# Task details
Look through the records below for the line with "evicted at zero." and the line with "of scope here.", then return those lines and all lines between, exactly.

# Exercise input
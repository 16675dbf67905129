//! GuiSoundManager: one-shot UI sound effects, dual-sink mirrored
//!
//! Grounded on Kodi's `CGUIAudioManager` (guilib/GUIAudioManager.cpp).
//! Loading `sounds.xml` and resolving skin resource paths is the explicit
//! non-goal "UI sound manager's XML/file loading" (spec section 1) — this
//! module only owns the in-scope part: mapping action IDs and window
//! events to preloaded sound handles, deduplicating repeated loads of the
//! same file, and firing playback on both engine slots.
//!
//! The source dedups by filename through a `soundCache` keyed map with a
//! manual usage counter, decremented in `FreeSound` and evicted at zero.
//! Rust's `Rc`/`Weak` already model exactly that lifetime: every live
//! registration holds a strong `Rc`, the cache holds only a `Weak`, and a
//! sound is freed the moment its last registration (action, window event,
//! or cached python sound) drops.

use std::cell::RefCell;
use std::collections::HashMap;
use std::rc::{Rc, Weak};

use crate::engine::AudioEngineFactory;
use crate::types::EngineSlot;

/// One loaded sound: a primary sink handle and, when dual-output is
/// enabled, a mirrored secondary handle.
pub struct CachedSound {
    primary: RefCell<Box<dyn crate::sink::AudioSink>>,
    secondary: Option<RefCell<Box<dyn crate::sink::AudioSink>>>,
}

impl CachedSound {
    /// Fire-and-forget playback: resume both handles from their preloaded
    /// sample. Decoding/loading the underlying file happened inside the
    /// engine's `MakeSound` — out of scope here.
    fn play(&self, audio2_enabled: bool) {
        self.primary.borrow_mut().resume();
        if audio2_enabled {
            if let Some(secondary) = self.secondary.as_ref() {
                secondary.borrow_mut().resume();
            }
        }
    }

    fn stop(&self) {
        self.primary.borrow_mut().pause();
        if let Some(secondary) = self.secondary.as_ref() {
            secondary.borrow_mut().pause();
        }
    }
}

#[derive(Debug, Clone, Copy, PartialEq, Eq, Hash)]
pub enum WindowSoundEvent {
    Activate,
    Deactivate,
}

#[derive(Default)]
struct WindowSounds {
    activate: Option<Rc<CachedSound>>,
    deactivate: Option<Rc<CachedSound>>,
}

/// Maps action IDs and window events to preloaded one-shot sounds.
pub struct GuiSoundManager<'f> {
    factory: &'f AudioEngineFactory,
    enabled: bool,
    audio2_enabled: bool,
    sound_cache: HashMap<String, Weak<CachedSound>>,
    action_sounds: HashMap<i32, Rc<CachedSound>>,
    window_sounds: HashMap<i32, WindowSounds>,
    python_sounds: HashMap<String, Rc<CachedSound>>,
}

impl<'f> GuiSoundManager<'f> {
    pub fn new(factory: &'f AudioEngineFactory) -> Self {
        Self {
            factory,
            enabled: false,
            audio2_enabled: false,
            sound_cache: HashMap::new(),
            action_sounds: HashMap::new(),
            window_sounds: HashMap::new(),
            python_sounds: HashMap::new(),
        }
    }

    /// Forced off whenever no sound skin is selected; the caller (which
    /// owns the out-of-scope XML loader) drives this.
    pub fn set_enabled(&mut self, enabled: bool) {
        self.enabled = enabled;
    }

    pub fn set_audio2_enabled(&mut self, enabled: bool) {
        self.audio2_enabled = enabled;
    }

    /// Load (or reuse a cached) sound for `file`, opening it on the
    /// primary slot and, if dual-output is enabled, the secondary slot too
    /// (S4: a secondary-slot failure here just means no mirrored handle,
    /// never a failed load).
    fn load_sound(&mut self, file: &str) -> Option<Rc<CachedSound>> {
        if let Some(existing) = self.sound_cache.get(file).and_then(Weak::upgrade) {
            return Some(existing);
        }

        let primary = self.factory.make_sound(file, EngineSlot::Primary)?;
        let secondary = if self.audio2_enabled {
            self.factory.make_sound(file, EngineSlot::Secondary).map(RefCell::new)
        } else {
            None
        };

        let cached = Rc::new(CachedSound { primary: RefCell::new(primary), secondary });
        self.sound_cache.insert(file.to_string(), Rc::downgrade(&cached));
        Some(cached)
    }

    /// Register a sound for an action ID (would be called once per
    /// `<action>` entry by the out-of-scope XML loader).
    pub fn register_action_sound(&mut self, action_id: i32, file: &str) {
        if let Some(sound) = self.load_sound(file) {
            self.action_sounds.insert(action_id, sound);
        }
    }

    pub fn register_window_sound(&mut self, window_id: i32, event: WindowSoundEvent, file: &str) {
        let Some(sound) = self.load_sound(file) else { return };
        let entry = self.window_sounds.entry(window_id).or_default();
        match event {
            WindowSoundEvent::Activate => entry.activate = Some(sound),
            WindowSoundEvent::Deactivate => entry.deactivate = Some(sound),
        }
    }

    /// `PlayActionSound`: no-op when disabled (passthrough active, or no
    /// skin selected) or the action has no registered sound.
    pub fn play_action_sound(&self, action_id: i32) {
        if !self.enabled {
            return;
        }
        if let Some(sound) = self.action_sounds.get(&action_id) {
            sound.play(self.audio2_enabled);
        }
    }

    /// `PlayWindowSound`.
    pub fn play_window_sound(&self, window_id: i32, event: WindowSoundEvent) {
        if !self.enabled {
            return;
        }
        let Some(sounds) = self.window_sounds.get(&window_id) else { return };
        let sound = match event {
            WindowSoundEvent::Activate => sounds.activate.as_ref(),
            WindowSoundEvent::Deactivate => sounds.deactivate.as_ref(),
        };
        if let Some(sound) = sound {
            sound.play(self.audio2_enabled);
        }
    }

    /// `PlayPythonSound`: plays a sound addressed directly by file path,
    /// used by script-triggered plays. `use_cached = false` forces a fresh
    /// load even if one is already cached under this filename.
    pub fn play_python_sound(&mut self, file: &str, use_cached: bool) {
        if !self.enabled {
            return;
        }

        if use_cached {
            if let Some(sound) = self.python_sounds.get(file) {
                sound.play(self.audio2_enabled);
                return;
            }
        } else {
            self.python_sounds.remove(file);
        }

        if let Some(sound) = self.load_sound(file) {
            sound.play(self.audio2_enabled);
            self.python_sounds.insert(file.to_string(), sound);
        }
    }

    /// `Stop`: halts every currently registered sound without unloading
    /// the cache.
    pub fn stop_all(&self) {
        for sound in self.action_sounds.values() {
            sound.stop();
        }
        for sounds in self.window_sounds.values() {
            if let Some(s) = sounds.activate.as_ref() {
                s.stop();
            }
            if let Some(s) = sounds.deactivate.as_ref() {
                s.stop();
            }
        }
        for sound in self.python_sounds.values() {
            sound.stop();
        }
    }

    /// `UnLoad`: drops every registration. Sounds whose only remaining
    /// strong reference was here are freed immediately (the `Weak` in
    /// `sound_cache` simply fails to upgrade on the next `load_sound`).
    pub fn unload(&mut self) {
        self.action_sounds.clear();
        self.window_sounds.clear();
        self.python_sounds.clear();
        self.sound_cache.clear();
    }
}

#[cfg(test)]
mod tests {
    use super::*;
    use crate::engine::OutputConfig;

    fn factory_with_stub_engine() -> AudioEngineFactory {
        use crate::error::CoreResult;
        use crate::types::AudioFormat;

        struct StubEngine;
        impl crate::engine::Engine for StubEngine {
            fn can_init(&self) -> bool {
                true
            }
            fn open_stream(&mut self, _format: &AudioFormat) -> CoreResult<Box<dyn crate::sink::AudioSink>> {
                unreachable!("gui sounds never open streams")
            }
            fn open_sound(&mut self, _file: &str) -> CoreResult<Box<dyn crate::sink::AudioSink>> {
                Ok(Box::new(crate::sink::test_support::MemSink::new(
                    crate::sink::test_support::test_format(),
                )))
            }
            fn supports_raw(&self, _format: &AudioFormat) -> bool {
                false
            }
            fn set_mute(&mut self, _muted: bool) {}
            fn set_volume(&mut self, _volume: f32) {}
        }

        let factory = AudioEngineFactory::new(OutputConfig::BestMatch);
        factory.load(|| Box::new(StubEngine), None::<fn() -> Box<dyn crate::engine::Engine>>);
        factory
    }

    #[test]
    fn disabled_manager_never_plays() {
        let factory = factory_with_stub_engine();
        let mut mgr = GuiSoundManager::new(&factory);
        mgr.register_action_sound(1, "click.wav");
        // enabled defaults to false: playback must be a silent no-op.
        mgr.play_action_sound(1);
    }

    #[test]
    fn repeated_registration_reuses_cached_handle() {
        let factory = factory_with_stub_engine();
        let mut mgr = GuiSoundManager::new(&factory);
        mgr.set_enabled(true);
        mgr.register_action_sound(1, "click.wav");
        mgr.register_window_sound(10, WindowSoundEvent::Activate, "click.wav");
        assert!(Rc::ptr_eq(
            mgr.action_sounds.get(&1).unwrap(),
            mgr.window_sounds.get(&10).unwrap().activate.as_ref().unwrap(),
        ));
    }

    #[test]
    fn unload_clears_every_registration() {
        let factory = factory_with_stub_engine();
        let mut mgr = GuiSoundManager::new(&factory);
        mgr.set_enabled(true);
        mgr.register_action_sound(1, "click.wav");
        mgr.unload();
        assert!(mgr.action_sounds.is_empty());
        assert!(mgr.sound_cache.is_empty());
    }
}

# Answer for this exercise
//! manual usage counter, decremented in `FreeSound` and evicted at zero.
//! Rust's `Rc`/`Weak` already model exactly that lifetime: every live
//! registration holds a strong `Rc`, the cache holds only a `Weak`, and a
//! sound is freed the moment its last registration (action, window event,
//! or cached python sound) drops.

use std::cell::RefCell;
use std::collections::HashMap;
use std::rc::{Rc, Weak};

use crate::engine::AudioEngineFactory;
use crate::types::EngineSlot;

/// One loaded sound: a primary sink handle and, when dual-output is
/// enabled, a mirrored secondary handle.
pub struct CachedSound {
    primary: RefCell<Box<dyn crate::sink::AudioSink>>,
    secondary: Option<RefCell<Box<dyn crate::sink::AudioSink>>>,
}

impl CachedSound {
    /// Fire-and-forget playback: resume both handles from their preloaded
    /// sample. Decoding/loading the underlying file happened inside the
    /// engine's `MakeSound` — out of scope here.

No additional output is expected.